Los pocos pelos que me quedan sufren con sus tijeretazos, les pasa la peineta  y, tal cual un ególatra estilista, se admira de su creación "¡Qué bien que te dejé!", suele exclamar.

Pero son nuestras hijas las más feroces y despiadadas críticas de la obra de su madre: “Papá, para qué te prestas para eso, no ves cómo mi mamá deja a las perras”, comentan.

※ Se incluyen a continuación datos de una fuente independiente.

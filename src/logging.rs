use crate::error::{EngineError, Result};
use tracing_subscriber::{fmt, EnvFilter};

pub fn init_logging(level: &str) -> Result<()> {
    fmt()
        .with_env_filter(
            EnvFilter::try_new(level)
                .map_err(|e| EngineError::InvalidArgument(format!("invalid log level: {e}")))?,
        )
        .with_target(true)
        .try_init()
        .map_err(|_| EngineError::InvalidArgument("logging already initialized".into()))
}
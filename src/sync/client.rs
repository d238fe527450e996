use async_trait::async_trait;
use bytes::Bytes;
use reqwest::{Method, Url};
use serde::de::DeserializeOwned;
use serde::Serialize;
use serde_json::Value;
use tracing::debug;

use super::wire::{
    ClientLogEntry, CompactRequest, CompactResponse, EmbeddingsResponse, QueryEmbeddingResponse,
    SaveAck, SaveDocJsonRequest, SnapshotRequest, SnapshotResponse, TreeOpKind, UserInfo,
};
use crate::error::HttpError;
use crate::store::{ArticleIndexRow, CachedArticle};

/// A fetched upload body.
#[derive(Debug, Clone)]
pub struct MediaFetch {
    pub bytes: Bytes,
    pub mime: Option<String>,
}

/// The wire contract the engine expects of the server. Tests drive the
/// engine through a scripted implementation.
#[async_trait]
pub trait ApiTransport: Send + Sync {
    async fn get_me(&self) -> Result<UserInfo, HttpError>;
    async fn list_articles(&self) -> Result<Vec<ArticleIndexRow>, HttpError>;
    async fn get_article(&self, id: &str) -> Result<CachedArticle, HttpError>;
    async fn get_inbox(&self) -> Result<CachedArticle, HttpError>;
    async fn save_doc_json(
        &self,
        id: &str,
        req: &SaveDocJsonRequest,
    ) -> Result<SaveAck, HttpError>;
    async fn sync_compact(
        &self,
        id: &str,
        req: &CompactRequest,
    ) -> Result<CompactResponse, HttpError>;
    async fn structure_snapshot(
        &self,
        id: &str,
        req: &SnapshotRequest,
    ) -> Result<SnapshotResponse, HttpError>;
    async fn create_article(&self, payload: &Value) -> Result<Value, HttpError>;
    async fn tree_op(&self, id: &str, op: TreeOpKind, payload: &Value) -> Result<(), HttpError>;
    async fn get_embeddings(
        &self,
        id: &str,
        section_ids: Option<&[String]>,
    ) -> Result<EmbeddingsResponse, HttpError>;
    async fn query_embedding(&self, query: &str) -> Result<Vec<f32>, HttpError>;
    async fn fetch_upload(&self, path: &str) -> Result<MediaFetch, HttpError>;
    async fn post_client_log(&self, entries: &[ClientLogEntry]) -> Result<(), HttpError>;
}

/// Credentialed JSON client against the notes server.
pub struct HttpClient {
    base: Url,
    http: reqwest::Client,
}

impl HttpClient {
    pub fn new(base: Url) -> Result<Self, HttpError> {
        let http = reqwest::Client::builder()
            .cookie_store(true)
            .build()
            .map_err(HttpError::from)?;
        Ok(Self { base, http })
    }

    fn url(&self, path: &str) -> Result<Url, HttpError> {
        self.base.join(path).map_err(|e| HttpError::Retryable {
            status: None,
            message: format!("bad url {path}: {e}"),
        })
    }

    async fn request_json<T: DeserializeOwned>(
        &self,
        method: Method,
        path: &str,
        body: Option<&(impl Serialize + ?Sized)>,
    ) -> Result<T, HttpError> {
        let mut req = self.http.request(method, self.url(path)?);
        if let Some(body) = body {
            req = req.json(body);
        }
        let resp = req.send().await.map_err(HttpError::from)?;
        let status = resp.status();
        if !status.is_success() {
            return Err(HttpError::from_status(status.as_u16()));
        }
        resp.json::<T>().await.map_err(|e| HttpError::Retryable {
            status: Some(status.as_u16()),
            message: format!("invalid response body: {e}"),
        })
    }
}

#[async_trait]
impl ApiTransport for HttpClient {
    async fn get_me(&self) -> Result<UserInfo, HttpError> {
        self.request_json(Method::GET, "/api/auth/me", None::<&()>)
            .await
    }

    async fn list_articles(&self) -> Result<Vec<ArticleIndexRow>, HttpError> {
        self.request_json(Method::GET, "/api/articles", None::<&()>)
            .await
    }

    async fn get_article(&self, id: &str) -> Result<CachedArticle, HttpError> {
        self.request_json(Method::GET, &format!("/api/articles/{id}"), None::<&()>)
            .await
    }

    async fn get_inbox(&self) -> Result<CachedArticle, HttpError> {
        self.request_json(
            Method::GET,
            "/api/articles/inbox?include_history=0",
            None::<&()>,
        )
        .await
    }

    async fn save_doc_json(
        &self,
        id: &str,
        req: &SaveDocJsonRequest,
    ) -> Result<SaveAck, HttpError> {
        self.request_json(
            Method::PUT,
            &format!("/api/articles/{id}/doc-json/save"),
            Some(req),
        )
        .await
    }

    async fn sync_compact(
        &self,
        id: &str,
        req: &CompactRequest,
    ) -> Result<CompactResponse, HttpError> {
        self.request_json(
            Method::PUT,
            &format!("/api/articles/{id}/sync/compact"),
            Some(req),
        )
        .await
    }

    async fn structure_snapshot(
        &self,
        id: &str,
        req: &SnapshotRequest,
    ) -> Result<SnapshotResponse, HttpError> {
        self.request_json(
            Method::PUT,
            &format!("/api/articles/{id}/structure/snapshot"),
            Some(req),
        )
        .await
    }

    async fn create_article(&self, payload: &Value) -> Result<Value, HttpError> {
        self.request_json(Method::POST, "/api/articles", Some(payload))
            .await
    }

    async fn tree_op(&self, id: &str, op: TreeOpKind, payload: &Value) -> Result<(), HttpError> {
        let path = format!("/api/articles/{id}/{}", op.path_segment());
        let resp = self
            .http
            .request(Method::POST, self.url(&path)?)
            .json(payload)
            .send()
            .await
            .map_err(HttpError::from)?;
        let status = resp.status();
        if !status.is_success() {
            return Err(HttpError::from_status(status.as_u16()));
        }
        Ok(())
    }

    async fn get_embeddings(
        &self,
        id: &str,
        section_ids: Option<&[String]>,
    ) -> Result<EmbeddingsResponse, HttpError> {
        let path = match section_ids {
            Some(ids) if !ids.is_empty() => {
                format!("/api/articles/{id}/embeddings?ids={}", ids.join(","))
            }
            _ => format!("/api/articles/{id}/embeddings"),
        };
        self.request_json(Method::GET, &path, None::<&()>).await
    }

    async fn query_embedding(&self, query: &str) -> Result<Vec<f32>, HttpError> {
        let mut url = self.url("/api/search/semantic/query-embedding")?;
        url.query_pairs_mut().append_pair("q", query);
        let resp = self
            .http
            .get(url)
            .send()
            .await
            .map_err(HttpError::from)?;
        let status = resp.status();
        if !status.is_success() {
            return Err(HttpError::from_status(status.as_u16()));
        }
        let body: QueryEmbeddingResponse =
            resp.json().await.map_err(|e| HttpError::Retryable {
                status: Some(status.as_u16()),
                message: format!("invalid response body: {e}"),
            })?;
        Ok(body.embedding)
    }

    /// Same-origin upload fetch used by the media prefetch loop.
    async fn fetch_upload(&self, path: &str) -> Result<MediaFetch, HttpError> {
        let resp = self
            .http
            .get(self.url(path)?)
            .send()
            .await
            .map_err(HttpError::from)?;
        let status = resp.status();
        if !status.is_success() {
            return Err(HttpError::from_status(status.as_u16()));
        }
        let mime = resp
            .headers()
            .get(reqwest::header::CONTENT_TYPE)
            .and_then(|v| v.to_str().ok())
            .map(str::to_string);
        let bytes = resp.bytes().await.map_err(HttpError::from)?;
        Ok(MediaFetch { bytes, mime })
    }

    async fn post_client_log(&self, entries: &[ClientLogEntry]) -> Result<(), HttpError> {
        let resp = self
            .http
            .post(self.url("/api/client/log")?)
            .json(entries)
            .send()
            .await
            .map_err(HttpError::from)?;
        let status = resp.status();
        if !status.is_success() {
            debug!(status = status.as_u16(), "client log rejected");
            return Err(HttpError::from_status(status.as_u16()));
        }
        Ok(())
    }
}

O bien que mi corte es más espantoso que el de Marcianeke.

Como en pandemia se decía que afloraban nuevos sentimientos, por no pasar de insensible una vez que entregué mi cabellera ya no podía dar pie atrás, solo dejé que hiciera y deshiciera, olvidando lo que siempre manifesté, no es persona de fiar quien se cambie de equipo de fútbol o de peluquero.

Su posesión sobre mi cabeza llegó a tanto que decide cuándo cortarme el pelo, solo atino a bajar la cabeza resignado si al desayuno se me queda mirando y dice “tienes el pelo largo, hoy te lo voy a cortar”.

Pero, ayer, no resistí más y con el pretexto de ir a comprar a la frutería del centro aproveché de pasar donde mi peluquero habitual y explicarle mi ausencia obligada durante estos tres años, el corte como siempre fue pulcro y simétrico, casi perfecto, mientras marchaba a casa miraba mi reflejo en  las vidrieras y no dejaba de admirar el oficio del peluquero, por cierto tiré el jockey en el primer bote de basura que encontré.

Estaba feliz, aun a sabiendas que mi osadía podría acarrear un quiebre conyugal, pero estaba equivocado cuando entré a casa ni se inmutó, fue casi como si lo ignorara, solo preguntó cuánto me costó

“15.000 mil pesos, con la inflación todo subió” dije bromeando.

“Ese tonto afán tuyo de tirar la plata, como si tuvieras mucha, si yo te dejaba igual”, respondió.